───── Supplied data

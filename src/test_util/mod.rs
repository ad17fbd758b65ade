//! This module contains utilities that are useful for testing code based on reliable channels.
//!  They are used for testing the channel itself, but they are also exported for application
//!  testing.
//!
//! There is an in-memory network that connects any number of channels and can drop or duplicate
//!  datagrams, a transport that just records what is sent, and some generic message modules.

pub mod node;
pub mod transport;
pub mod network;
pub mod module;

use std::future::Future;
use std::time::Duration;

/// Polls an asynchronous condition every millisecond until it holds, panicking if it does not
///  hold within ten seconds. Intended for tests running with a paused tokio clock, where waiting
///  is cheap.
pub async fn wait_until<F, Fut>(mut condition: F)
where
    F: FnMut() -> Fut,
    Fut: Future<Output = bool>,
{
    for _ in 0..10_000 {
        if condition().await {
            return;
        }
        tokio::time::sleep(Duration::from_millis(1)).await;
    }
    panic!("condition did not become true in time");
}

──────────

Your objective — From the line with "generic message modules." to the last line of the material, give every line again exactly, and only those lines.

Your solution —
//!  datagrams, a transport that just records what is sent, and some generic message modules.

pub mod node;
pub mod transport;
pub mod network;
pub mod module;

use std::future::Future;
use std::time::Duration;

/// Polls an asynchronous condition every millisecond until it holds, panicking if it does not
///  hold within ten seconds. Intended for tests running with a paused tokio clock, where waiting
///  is cheap.
pub async fn wait_until<F, Fut>(mut condition: F)
where
    F: FnMut() -> Fut,
    Fut: Future<Output = bool>,
{
    for _ in 0..10_000 {
        if condition().await {
            return;
        }
        tokio::time::sleep(Duration::from_millis(1)).await;
    }
    panic!("condition did not become true in time");
}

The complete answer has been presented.